If you think the law should state that unencrypted wireless communication signals consent for interception, the fact is It doesn't. Intercepting communications, intercepting wireless communications, encrypted or not, is a criminal offence (not to mention the copyright, DPA and other acts of law that might be engaged).
If you thought about it I think you'd agree. It means that gun enthusiasts who claim that failing to wear a bullet proof vest signals consent for shooting have no argument (thankfully).
And neither do you.
... even though he's overstated it to the point of (near) trolling.
To my mind, there's a risk that making a big brouhaha over Google's relatively minor infringement is just going to distract attention from the real menaces to privacy - like Phorm, or my ISP being coerced into monitoring everything I do by order of Big Brother, or a CCTV camera on every street watching me every time I walk past it. Compared with that, Google taking a happy snap of me or sniffing a few packets when they randomly happen to drive past, once a year, is really a red herring.
(This is assuming Google aren't systematically cross-referencing the data, and I really can't see how a few packets randomly obtained could be much use).
As far as the letter of the law on intercepting wireless communications goes, my Wifi is currently showing four networks, one of which is mine. So it's intercepted at least enough of the other three to show me their names. Is it breaking the law on my behalf? I'm curious to know.
Google seems to have come up with the 'rogue internal hacker' line too late for its own good. As soon as the matter was discovered internally, Google might best have reported it to authorities to save its own butt.
A notion arises in the cranium of this particular author, however, which suggests this was purely a marketing tactic on the part of Google management. People, working from my prior, personal observation, generally forgive when an entity (be it a company or an individual) makes a 'mistake' and then apologises. However, looking at subsequent downfalls of the aforementioned companies, there is always a line to toe where too many apologies stream forth in a manner akin to a flash flood.
Many companies have sought means to increase their market value.

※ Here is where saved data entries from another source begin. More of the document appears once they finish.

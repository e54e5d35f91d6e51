//! Identity mechanism for the Workboard server.
//!
//! Issues and validates HS256 JWT pairs (short-lived access token plus a
//! refresh token) and hashes credentials with bcrypt. The tracker module only
//! consumes the resolved [`CurrentUser`]; everything else in this crate is
//! the gateway's internal machinery.

mod config;
mod jwt;
mod password;

pub use config::AuthnConfig;
pub use jwt::{
    authenticate_bearer, decode_token, issue_access_token, issue_refresh_token, issue_token_pair,
    refresh_access_token, Claims, TokenKind, TokenPair,
};
pub use password::{hash_password, verify_password};

use thiserror::Error;
use uuid::Uuid;

/// Identity resolved from a validated access token.
#[derive(Debug, Clone, PartialEq, Eq)]
pub struct CurrentUser {
    pub id: Uuid,
    pub username: String,
}

#[derive(Error, Debug)]
pub enum AuthnError {
    #[error("Missing or malformed Authorization header")]
    MissingCredentials,

    #[error("Invalid or expired token")]
    InvalidToken,

    #[error("Expected a {expected} token")]
    WrongTokenType { expected: &'static str },

    #[error("Token subject is not a valid user id")]
    InvalidSubject,

    #[error("Credential hashing failed: {0}")]
    Hashing(String),

    #[error("Token encoding failed: {0}")]
    Encoding(String),
}
//! Runtime scaffolding for the Workboard server: layered configuration and
//! logging initialization.

pub mod config;
pub mod logging;

pub use config::{AppConfig, CliArgs, DatabaseConfig, LoggingConfig, ServerConfig, StorageConfig};
use anyhow::Context;
use async_trait::async_trait;
use sea_orm::sea_query::Expr;
use sea_orm::{
    ActiveModelTrait, ColumnTrait, EntityTrait, PaginatorTrait, QueryFilter, QueryOrder,
    QuerySelect, Set, TransactionTrait,
};
use uuid::Uuid;

use crate::contract::model::{Profile, User};
use crate::domain::repo::UsersRepository;
use crate::infra::storage::entity::{
    attachments, comments, profiles, project_members, projects, tasks, users,
};
use crate::infra::storage::mapper;

use super::SeaOrmStore;

#[async_trait]
impl UsersRepository for SeaOrmStore {
    async fn find_by_id(&self, id: Uuid) -> anyhow::Result<Option<User>> {
        let found = users::Entity::find_by_id(id)
            .one(self.conn())
            .await
            .context("users find_by_id failed")?;
        Ok(found.map(mapper::user_to_contract))
    }

    async fn find_many(&self, ids: &[Uuid]) -> anyhow::Result<Vec<User>> {
        if ids.is_empty() {
            return Ok(Vec::new());
        }
        let rows = users::Entity::find()
            .filter(users::Column::Id.is_in(ids.iter().copied()))
            .all(self.conn())
            .await
            .context("users find_many failed")?;
        Ok(rows.into_iter().map(mapper::user_to_contract).collect())
    }

    async fn find_for_login(&self, username: &str) -> anyhow::Result<Option<(User, String)>> {
        let found = users::Entity::find()
            .filter(users::Column::Username.eq(username))
            .one(self.conn())
            .await
            .context("users find_for_login failed")?;
        Ok(found.map(|m| {
            let hash = m.password_hash.clone();
            (mapper::user_to_contract(m), hash)
        }))
    }

    async fn username_exists(&self, username: &str) -> anyhow::Result<bool> {
        let count = users::Entity::find()
            .filter(users::Column::Username.eq(username))
            .count(self.conn())
            .await
            .context("users username_exists failed")?;
        Ok(count > 0)
    }

    async fn list(&self) -> anyhow::Result<Vec<User>> {
        let rows = users::Entity::find()
            .order_by_asc(users::Column::CreatedAt)
            .order_by_asc(users::Column::Id)
            .all(self.conn())
            .await
            .context("users list failed")?;
        Ok(rows.into_iter().map(mapper::user_to_contract).collect())
    }

    async fn insert(&self, user: User, password_hash: String) -> anyhow::Result<()> {
        let m = users::ActiveModel {
            id: Set(user.id),
            username: Set(user.username),
            email: Set(user.email),
            password_hash: Set(password_hash),
            created_at: Set(user.created_at),
        };
        m.insert(self.conn()).await.context("users insert failed")?;
        Ok(())
    }

    async fn delete(&self, id: Uuid) -> anyhow::Result<bool> {
        let txn = self.conn().begin().await?;

        // Owned projects take their full task trees with them.
        let owned: Vec<Uuid> = projects::Entity::find()
            .filter(projects::Column::OwnerId.eq(id))
            .select_only()
            .column(projects::Column::Id)
            .into_tuple()
            .all(&txn)
            .await
            .context("owned project lookup failed")?;

        if !owned.is_empty() {
            let task_ids: Vec<Uuid> = tasks::Entity::find()
                .filter(tasks::Column::ProjectId.is_in(owned.iter().copied()))
                .select_only()
                .column(tasks::Column::Id)
                .into_tuple()
                .all(&txn)
                .await
                .context("owned task lookup failed")?;

            if !task_ids.is_empty() {
                comments::Entity::delete_many()
                    .filter(comments::Column::TaskId.is_in(task_ids.iter().copied()))
                    .exec(&txn)
                    .await?;
                attachments::Entity::delete_many()
                    .filter(attachments::Column::TaskId.is_in(task_ids.iter().copied()))
                    .exec(&txn)
                    .await?;
                tasks::Entity::delete_many()
                    .filter(tasks::Column::Id.is_in(task_ids))
                    .exec(&txn)
                    .await?;
            }

            project_members::Entity::delete_many()
                .filter(project_members::Column::ProjectId.is_in(owned.iter().copied()))
                .exec(&txn)
                .await?;
            projects::Entity::delete_many()
                .filter(projects::Column::Id.is_in(owned))
                .exec(&txn)
                .await?;
        }

        // Assigned tasks survive with the assignment cleared.
        tasks::Entity::update_many()
            .col_expr(tasks::Column::AssignedTo, Expr::value(Option::<Uuid>::None))
            .filter(tasks::Column::AssignedTo.eq(id))
            .exec(&txn)
            .await?;

        comments::Entity::delete_many()
            .filter(comments::Column::AuthorId.eq(id))
            .exec(&txn)
            .await?;
        project_members::Entity::delete_many()
            .filter(project_members::Column::UserId.eq(id))
            .exec(&txn)
            .await?;
        profiles::Entity::delete_many()
            .filter(profiles::Column::UserId.eq(id))
            .exec(&txn)
            .await?;

        let res = users::Entity::delete_by_id(id)
            .exec(&txn)
            .await
            .context("users delete failed")?;

        txn.commit().await?;
        Ok(res.rows_affected > 0)
    }

    async fn find_profile(&self, user_id: Uuid) -> anyhow::Result<Option<Profile>> {
        let found = profiles::Entity::find()
            .filter(profiles::Column::UserId.eq(user_id))
            .one(self.conn())
            .await
            .context("profile lookup failed")?;
        Ok(found.map(mapper::profile_to_contract))
    }

    async fn upsert_profile(&self, profile: Profile) -> anyhow::Result<()> {
        let existing = profiles::Entity::find()
            .filter(profiles::Column::UserId.eq(profile.user_id))
            .one(self.conn())
            .await
            .context("profile lookup failed")?;

        let m = profiles::ActiveModel {
            id: Set(profile.id),
            user_id: Set(profile.user_id),
            bio: Set(profile.bio),
            avatar_ref: Set(profile.avatar_ref),
        };
        if existing.is_some() {
            m.update(self.conn())
                .await
                .context("profile update failed")?;
        } else {
            m.insert(self.conn())
                .await
                .context("profile insert failed")?;
        }
        Ok(())
    }
}
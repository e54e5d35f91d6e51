//! Project resource handlers.

use std::sync::Arc;

use authn::CurrentUser;
use axum::{
    extract::{Path, State},
    http::StatusCode,
    Extension, Json,
};
use uuid::Uuid;

use crate::api::rest::dto::{
    ProjectCommentCountView, ProjectInput, ProjectPatchInput, ProjectTaskCountView, ProjectView,
};
use crate::api::rest::error::ApiError;
use crate::api::state::AppState;

/// GET /api/projects
pub async fn list(
    State(state): State<Arc<AppState>>,
) -> Result<Json<Vec<ProjectView>>, ApiError> {
    let details = state.service.list_project_details(None).await?;
    Ok(Json(details.into_iter().map(Into::into).collect()))
}

/// GET /api/projects/active
pub async fn active(
    State(state): State<Arc<AppState>>,
) -> Result<Json<Vec<ProjectView>>, ApiError> {
    let details = state.service.list_project_details(Some(true)).await?;
    Ok(Json(details.into_iter().map(Into::into).collect()))
}

/// GET /api/projects/unactive
pub async fn unactive(
    State(state): State<Arc<AppState>>,
) -> Result<Json<Vec<ProjectView>>, ApiError> {
    let details = state.service.list_project_details(Some(false)).await?;
    Ok(Json(details.into_iter().map(Into::into).collect()))
}

/// POST /api/projects — owner is the acting identity, never the payload.
pub async fn create(
    State(state): State<Arc<AppState>>,
    Extension(user): Extension<CurrentUser>,
    Json(input): Json<ProjectInput>,
) -> Result<(StatusCode, Json<ProjectView>), ApiError> {
    let details = state.service.create_project(user.id, input.into()).await?;
    Ok((StatusCode::CREATED, Json(details.into())))
}

/// GET /api/projects/{id}
pub async fn get(
    State(state): State<Arc<AppState>>,
    Path(id): Path<Uuid>,
) -> Result<Json<ProjectView>, ApiError> {
    let details = state.service.project_details(id).await?;
    Ok(Json(details.into()))
}

/// PUT /api/projects/{id}
pub async fn put(
    State(state): State<Arc<AppState>>,
    Path(id): Path<Uuid>,
    Json(input): Json<ProjectInput>,
) -> Result<Json<ProjectView>, ApiError> {
    let details = state.service.update_project(id, input.into()).await?;
    Ok(Json(details.into()))
}

/// PATCH /api/projects/{id}
pub async fn patch(
    State(state): State<Arc<AppState>>,
    Path(id): Path<Uuid>,
    Json(input): Json<ProjectPatchInput>,
) -> Result<Json<ProjectView>, ApiError> {
    let details = state.service.update_project(id, input.into()).await?;
    Ok(Json(details.into()))
}

/// DELETE /api/projects/{id}
pub async fn delete(
    State(state): State<Arc<AppState>>,
    Path(id): Path<Uuid>,
) -> Result<StatusCode, ApiError> {
    if state.service.delete_project(id).await? {
        Ok(StatusCode::NO_CONTENT)
    } else {
        Err(ApiError::NotFound(format!("Project not found: {id}")))
    }
}

/// GET /api/projects/with-task-count
pub async fn with_task_count(
    State(state): State<Arc<AppState>>,
) -> Result<Json<Vec<ProjectTaskCountView>>, ApiError> {
    let counts = state.service.projects_with_task_count().await?;
    Ok(Json(counts.into_iter().map(Into::into).collect()))
}

/// GET /api/projects/with-comment-count
pub async fn with_comment_count(
    State(state): State<Arc<AppState>>,
) -> Result<Json<Vec<ProjectCommentCountView>>, ApiError> {
    let counts = state.service.projects_with_comment_count().await?;
    Ok(Json(counts.into_iter().map(Into::into).collect()))
}
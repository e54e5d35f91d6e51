//! Query/aggregation layer properties.

mod common;

use std::collections::HashMap;

use tracker::contract::model::{NewComment, NewTask, TaskStatus};

use common::{new_project, new_task, register_user, test_service};

#[tokio::test]
async fn task_counts_include_zero_task_projects() {
    let service = test_service().await;
    let owner = register_user(&service, "owner").await;
    let busy = service
        .create_project(owner.id, new_project("Busy"))
        .await
        .unwrap();
    let idle = service
        .create_project(owner.id, new_project("Idle"))
        .await
        .unwrap();
    service
        .create_task(new_task("a", busy.project.id))
        .await
        .unwrap();
    service
        .create_task(new_task("b", busy.project.id))
        .await
        .unwrap();

    let counts: HashMap<_, _> = service
        .projects_with_task_count()
        .await
        .unwrap()
        .into_iter()
        .map(|c| (c.id, c.task_count))
        .collect();

    assert_eq!(counts[&busy.project.id], 2);
    assert_eq!(counts[&idle.project.id], 0);
}

#[tokio::test]
async fn comment_counts_sum_over_all_project_tasks() {
    let service = test_service().await;
    let owner = register_user(&service, "owner").await;
    let project = service
        .create_project(owner.id, new_project("Alpha"))
        .await
        .unwrap();
    let empty = service
        .create_project(owner.id, new_project("Empty"))
        .await
        .unwrap();
    let t1 = service
        .create_task(new_task("t1", project.project.id))
        .await
        .unwrap();
    let t2 = service
        .create_task(new_task("t2", project.project.id))
        .await
        .unwrap();
    for (task_id, n) in [(t1.task.id, 2), (t2.task.id, 1)] {
        for i in 0..n {
            service
                .create_comment(
                    owner.id,
                    NewComment {
                        content: format!("comment {i}"),
                        task_id,
                    },
                )
                .await
                .unwrap();
        }
    }

    let counts: HashMap<_, _> = service
        .projects_with_comment_count()
        .await
        .unwrap()
        .into_iter()
        .map(|c| (c.id, c.comment_count))
        .collect();

    assert_eq!(counts[&project.project.id], 3);
    assert_eq!(counts[&empty.project.id], 0);
}

#[tokio::test]
async fn recent_tasks_are_newest_first_and_capped() {
    let service = test_service().await;
    let owner = register_user(&service, "owner").await;
    let project = service
        .create_project(owner.id, new_project("Alpha"))
        .await
        .unwrap();
    for i in 0..7 {
        service
            .create_task(new_task(&format!("task {i}"), project.project.id))
            .await
            .unwrap();
    }

    let recent = service.recent_tasks(5).await.unwrap();
    assert_eq!(recent.len(), 5);
    for pair in recent.windows(2) {
        assert!(pair[0].task.created_at >= pair[1].task.created_at);
    }

    // Never more than requested, even if fewer exist.
    let few = service.recent_tasks(100).await.unwrap();
    assert_eq!(few.len(), 7);
}

#[tokio::test]
async fn tasks_by_status_filters_exactly_and_none_means_all() {
    let service = test_service().await;
    let owner = register_user(&service, "owner").await;
    let project = service
        .create_project(owner.id, new_project("Alpha"))
        .await
        .unwrap();
    for (title, status) in [
        ("a", TaskStatus::Todo),
        ("b", TaskStatus::Todo),
        ("c", TaskStatus::Done),
    ] {
        service
            .create_task(NewTask {
                status,
                ..new_task(title, project.project.id)
            })
            .await
            .unwrap();
    }

    let todo = service
        .tasks_by_status(Some(TaskStatus::Todo))
        .await
        .unwrap();
    assert_eq!(todo.len(), 2);
    assert!(todo.iter().all(|t| t.task.status == TaskStatus::Todo));

    let all = service.tasks_by_status(None).await.unwrap();
    assert_eq!(all.len(), 3);
}

#[tokio::test]
async fn tasks_by_user_requires_an_explicit_filter() {
    let service = test_service().await;
    let owner = register_user(&service, "owner").await;
    let worker = register_user(&service, "worker").await;
    let project = service
        .create_project(owner.id, new_project("Alpha"))
        .await
        .unwrap();
    service
        .create_task(NewTask {
            assigned_to: Some(worker.id),
            ..new_task("mine", project.project.id)
        })
        .await
        .unwrap();
    service
        .create_task(new_task("unassigned", project.project.id))
        .await
        .unwrap();

    // Omission is an empty list, not "all tasks".
    assert!(service.tasks_by_user(None).await.unwrap().is_empty());

    let assigned = service.tasks_by_user(Some(worker.id)).await.unwrap();
    assert_eq!(assigned.len(), 1);
    assert_eq!(assigned[0].task.assigned_to, Some(worker.id));
}

#[tokio::test]
async fn status_summary_omits_empty_statuses() {
    let service = test_service().await;
    let owner = register_user(&service, "owner").await;
    let project = service
        .create_project(owner.id, new_project("Alpha"))
        .await
        .unwrap();
    for (title, status) in [
        ("a", TaskStatus::Todo),
        ("b", TaskStatus::InProgress),
        ("c", TaskStatus::Done),
    ] {
        service
            .create_task(NewTask {
                status,
                ..new_task(title, project.project.id)
            })
            .await
            .unwrap();
    }

    let summary: HashMap<_, _> = service
        .task_status_summary()
        .await
        .unwrap()
        .into_iter()
        .map(|s| (s.status, s.count))
        .collect();
    assert_eq!(summary.len(), 3);
    assert_eq!(summary[&TaskStatus::Todo], 1);
    assert_eq!(summary[&TaskStatus::InProgress], 1);
    assert_eq!(summary[&TaskStatus::Done], 1);

    // Drain one status; it must disappear from the summary.
    let todo = service
        .tasks_by_status(Some(TaskStatus::Todo))
        .await
        .unwrap();
    for t in todo {
        service.delete_task(t.task.id).await.unwrap();
    }
    let summary = service.task_status_summary().await.unwrap();
    assert_eq!(summary.len(), 2);
    assert!(summary.iter().all(|s| s.status != TaskStatus::Todo));
}

#[tokio::test]
async fn average_tasks_per_project_guards_division_by_zero() {
    let service = test_service().await;

    // No projects at all: undefined, not an error.
    assert_eq!(service.average_tasks_per_project().await.unwrap(), None);

    let owner = register_user(&service, "owner").await;
    let alpha = service
        .create_project(owner.id, new_project("Alpha"))
        .await
        .unwrap();
    for title in ["a", "b", "c"] {
        service
            .create_task(new_task(title, alpha.project.id))
            .await
            .unwrap();
    }

    // Single project with three tasks.
    assert_eq!(
        service.average_tasks_per_project().await.unwrap(),
        Some(3.0)
    );

    // A second, empty project halves the mean.
    service
        .create_project(owner.id, new_project("Beta"))
        .await
        .unwrap();
    assert_eq!(
        service.average_tasks_per_project().await.unwrap(),
        Some(1.5)
    );
}

#[tokio::test]
async fn list_projects_active_filter() {
    let service = test_service().await;
    let owner = register_user(&service, "owner").await;
    service
        .create_project(owner.id, new_project("Active"))
        .await
        .unwrap();
    let mut inactive = new_project("Inactive");
    inactive.is_active = false;
    service.create_project(owner.id, inactive).await.unwrap();

    assert_eq!(service.list_projects(None).await.unwrap().len(), 2);

    let active = service.list_projects(Some(true)).await.unwrap();
    assert_eq!(active.len(), 1);
    assert!(active[0].is_active);

    let inactive = service.list_projects(Some(false)).await.unwrap();
    assert_eq!(inactive.len(), 1);
    assert!(!inactive[0].is_active);
}

#[tokio::test]
async fn task_comments_lists_all_comments_for_the_task() {
    let service = test_service().await;
    let owner = register_user(&service, "owner").await;
    let project = service
        .create_project(owner.id, new_project("Alpha"))
        .await
        .unwrap();
    let task = service
        .create_task(new_task("t", project.project.id))
        .await
        .unwrap();
    let other = service
        .create_task(new_task("other", project.project.id))
        .await
        .unwrap();
    for i in 0..2 {
        service
            .create_comment(
                owner.id,
                NewComment {
                    content: format!("c{i}"),
                    task_id: task.task.id,
                },
            )
            .await
            .unwrap();
    }
    service
        .create_comment(
            owner.id,
            NewComment {
                content: "elsewhere".to_string(),
                task_id: other.task.id,
            },
        )
        .await
        .unwrap();

    let comments = service.task_comments(task.task.id).await.unwrap();
    assert_eq!(comments.len(), 2);
    assert!(comments.iter().all(|c| c.comment.task_id == task.task.id));
}
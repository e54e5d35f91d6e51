//! Pure domain models (no serde); the API projections own their own wire
//! shapes and map explicitly.

use chrono::{DateTime, NaiveDate, Utc};
use uuid::Uuid;

#[derive(Debug, Clone, PartialEq, Eq)]
pub struct User {
    pub id: Uuid,
    pub username: String,
    pub email: String,
    pub created_at: DateTime<Utc>,
}

/// Registration data; the password is hashed before it reaches storage.
#[derive(Debug, Clone, PartialEq, Eq)]
pub struct NewUser {
    pub username: String,
    pub email: String,
    pub password: String,
}

/// Optional one-to-one profile for a user.
#[derive(Debug, Clone, PartialEq, Eq)]
pub struct Profile {
    pub id: Uuid,
    pub user_id: Uuid,
    pub bio: String,
    /// Opaque blob-store key for the avatar image.
    pub avatar_ref: Option<String>,
}

#[derive(Debug, Clone, PartialEq, Eq)]
pub struct Project {
    pub id: Uuid,
    pub name: String,
    pub description: String,
    /// Immutable after creation; always the acting identity at create time.
    pub owner_id: Uuid,
    pub created_at: DateTime<Utc>,
    pub updated_at: DateTime<Utc>,
    pub is_active: bool,
}

#[derive(Debug, Clone, PartialEq, Eq)]
pub struct NewProject {
    pub name: String,
    pub description: String,
    pub is_active: bool,
    pub member_ids: Vec<Uuid>,
}

impl Default for NewProject {
    fn default() -> Self {
        Self {
            name: String::new(),
            description: String::new(),
            is_active: true,
            member_ids: Vec::new(),
        }
    }
}

/// Partial update; `member_ids`, when present, replaces the member set
/// wholesale. The owner is never patchable.
#[derive(Debug, Clone, PartialEq, Eq, Default)]
pub struct ProjectPatch {
    pub name: Option<String>,
    pub description: Option<String>,
    pub is_active: Option<bool>,
    pub member_ids: Option<Vec<Uuid>>,
}

#[derive(Debug, Clone, Copy, PartialEq, Eq, Hash)]
pub enum TaskStatus {
    Todo,
    InProgress,
    Done,
}

impl TaskStatus {
    /// Wire/storage representation ("TODO", "INPR", "DONE").
    pub fn as_str(self) -> &'static str {
        match self {
            TaskStatus::Todo => "TODO",
            TaskStatus::InProgress => "INPR",
            TaskStatus::Done => "DONE",
        }
    }

    pub const ALL: [TaskStatus; 3] = [TaskStatus::Todo, TaskStatus::InProgress, TaskStatus::Done];
}

impl std::fmt::Display for TaskStatus {
    fn fmt(&self, f: &mut std::fmt::Formatter<'_>) -> std::fmt::Result {
        f.write_str(self.as_str())
    }
}

impl std::str::FromStr for TaskStatus {
    type Err = ();

    fn from_str(s: &str) -> Result<Self, Self::Err> {
        match s {
            "TODO" => Ok(TaskStatus::Todo),
            "INPR" => Ok(TaskStatus::InProgress),
            "DONE" => Ok(TaskStatus::Done),
            _ => Err(()),
        }
    }
}

#[derive(Debug, Clone, PartialEq, Eq)]
pub struct Task {
    pub id: Uuid,
    pub project_id: Uuid,
    pub title: String,
    pub description: String,
    pub assigned_to: Option<Uuid>,
    pub status: TaskStatus,
    pub due_date: Option<NaiveDate>,
    pub created_at: DateTime<Utc>,
}

#[derive(Debug, Clone, PartialEq, Eq)]
pub struct NewTask {
    pub title: String,
    pub project_id: Uuid,
    pub description: String,
    pub assigned_to: Option<Uuid>,
    pub status: TaskStatus,
    pub due_date: Option<NaiveDate>,
}

/// Partial task update. The nested options on `assigned_to` and `due_date`
/// distinguish "leave unchanged" (`None`) from "clear" (`Some(None)`).
#[derive(Debug, Clone, PartialEq, Eq, Default)]
pub struct TaskPatch {
    pub title: Option<String>,
    pub description: Option<String>,
    pub status: Option<TaskStatus>,
    pub project_id: Option<Uuid>,
    pub assigned_to: Option<Option<Uuid>>,
    pub due_date: Option<Option<NaiveDate>>,
}

#[derive(Debug, Clone, PartialEq, Eq)]
pub struct Comment {
    pub id: Uuid,
    pub task_id: Uuid,
    /// Immutable once created.
    pub author_id: Uuid,
    pub content: String,
    pub created_at: DateTime<Utc>,
}

#[derive(Debug, Clone, PartialEq, Eq)]
pub struct NewComment {
    pub content: String,
    pub task_id: Uuid,
}

#[derive(Debug, Clone, PartialEq, Eq)]
pub struct Attachment {
    pub id: Uuid,
    pub task_id: Uuid,
    /// Opaque blob-store key.
    pub file_ref: String,
    pub uploaded_at: DateTime<Utc>,
}

// --- read-side composites -------------------------------------------------

/// A comment together with its resolved author.
#[derive(Debug, Clone, PartialEq, Eq)]
pub struct CommentDetails {
    pub comment: Comment,
    pub author: User,
}

/// A task with its assignee, comments and attachments resolved.
#[derive(Debug, Clone, PartialEq, Eq)]
pub struct TaskDetails {
    pub task: Task,
    pub assignee: Option<User>,
    pub comments: Vec<CommentDetails>,
    pub attachments: Vec<Attachment>,
}

/// A project with owner, members and tasks resolved.
#[derive(Debug, Clone, PartialEq, Eq)]
pub struct ProjectDetails {
    pub project: Project,
    pub owner: User,
    pub members: Vec<User>,
    pub tasks: Vec<TaskDetails>,
}

// --- aggregate rows -------------------------------------------------------

#[derive(Debug, Clone, PartialEq, Eq)]
pub struct ProjectTaskCount {
    pub id: Uuid,
    pub name: String,
    pub task_count: i64,
}

#[derive(Debug, Clone, PartialEq, Eq)]
pub struct ProjectCommentCount {
    pub id: Uuid,
    pub name: String,
    pub comment_count: i64,
}

#[derive(Debug, Clone, Copy, PartialEq, Eq)]
pub struct StatusCount {
    pub status: TaskStatus,
    pub count: i64,
}
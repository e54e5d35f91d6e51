//! Comment resource handlers.

use std::sync::Arc;

use authn::CurrentUser;
use axum::{
    extract::{Path, Query, State},
    http::StatusCode,
    Extension, Json,
};
use uuid::Uuid;

use crate::api::rest::dto::{CommentInput, CommentUpdateInput, CommentView, RecentQuery};
use crate::api::rest::error::ApiError;
use crate::api::state::AppState;

const DEFAULT_RECENT_LIMIT: u64 = 5;

/// GET /api/comments
pub async fn list(State(state): State<Arc<AppState>>) -> Result<Json<Vec<CommentView>>, ApiError> {
    let details = state.service.list_comment_details().await?;
    Ok(Json(details.into_iter().map(Into::into).collect()))
}

/// POST /api/comments — the author is the acting identity.
pub async fn create(
    State(state): State<Arc<AppState>>,
    Extension(user): Extension<CurrentUser>,
    Json(input): Json<CommentInput>,
) -> Result<(StatusCode, Json<CommentView>), ApiError> {
    let details = state.service.create_comment(user.id, input.into()).await?;
    Ok((StatusCode::CREATED, Json(details.into())))
}

/// GET /api/comments/{id}
pub async fn get(
    State(state): State<Arc<AppState>>,
    Path(id): Path<Uuid>,
) -> Result<Json<CommentView>, ApiError> {
    let details = state.service.comment_details(id).await?;
    Ok(Json(details.into()))
}

/// PUT /api/comments/{id} — content only; the author never changes.
pub async fn put(
    State(state): State<Arc<AppState>>,
    Path(id): Path<Uuid>,
    Json(input): Json<CommentUpdateInput>,
) -> Result<Json<CommentView>, ApiError> {
    let details = state.service.update_comment(id, input.content).await?;
    Ok(Json(details.into()))
}

/// PATCH /api/comments/{id}
pub async fn patch(
    State(state): State<Arc<AppState>>,
    Path(id): Path<Uuid>,
    Json(input): Json<CommentUpdateInput>,
) -> Result<Json<CommentView>, ApiError> {
    let details = state.service.update_comment(id, input.content).await?;
    Ok(Json(details.into()))
}

/// DELETE /api/comments/{id}
pub async fn delete(
    State(state): State<Arc<AppState>>,
    Path(id): Path<Uuid>,
) -> Result<StatusCode, ApiError> {
    state.service.delete_comment(id).await?;
    Ok(StatusCode::NO_CONTENT)
}

/// GET /api/comments/recent?limit=
pub async fn recent(
    State(state): State<Arc<AppState>>,
    Query(query): Query<RecentQuery>,
) -> Result<Json<Vec<CommentView>>, ApiError> {
    let limit = query.limit.unwrap_or(DEFAULT_RECENT_LIMIT);
    let details = state.service.recent_comments(limit).await?;
    Ok(Json(details.into_iter().map(Into::into).collect()))
}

Microsoft, IBM and AT&T are fine examples of corporations employing such strategies in the past. SCO reps clearly lied when they took on Linux, and the resulting publicity temporarily inflated their stocks. (SCO's later decline may indicate the affair was an attempt to bolster the wallets of those responsible in terms of shares through the use of an already-dead corporation, however I would leave such speculation to The Experts.)
Alternately, I may be too sceptical for my own good.
... actually sued IBM and Chrysler initially, probably in the hope that those companies would buy SCO off. Classic nuisance-lawsuit tactics. The moment IBM decided to call their bluff, SCO were as good as dead. It's just taken them an awfully long time to die....
But you're right about its transient effect on their stock value. Shows just how much "the Market"'s judgement is worth. :)
(I wouldn't make any comparison between that case and the Google one, at all. Google isn't desperate for income to stay afloat).
Partly because the defence mounted by an outfit the size of Google would force discussion in court of a whole lot of things the establishment would rather not have discussed, including a whole lot of assumptions about about PC and internet use that are beloved of prosecutors but technical BS. I suspect Google's defence might be a bit more robust and technically informed than Mr Plod's usual suspects.
And partly because any clouding of the question as to whether the offence lies with a snooper for capturing data, or with a user whose lack of security allows it, might leave Mr Plod with a problem in future when - inevitably - they start trying to hold users responsible for lapses in wi-fi security.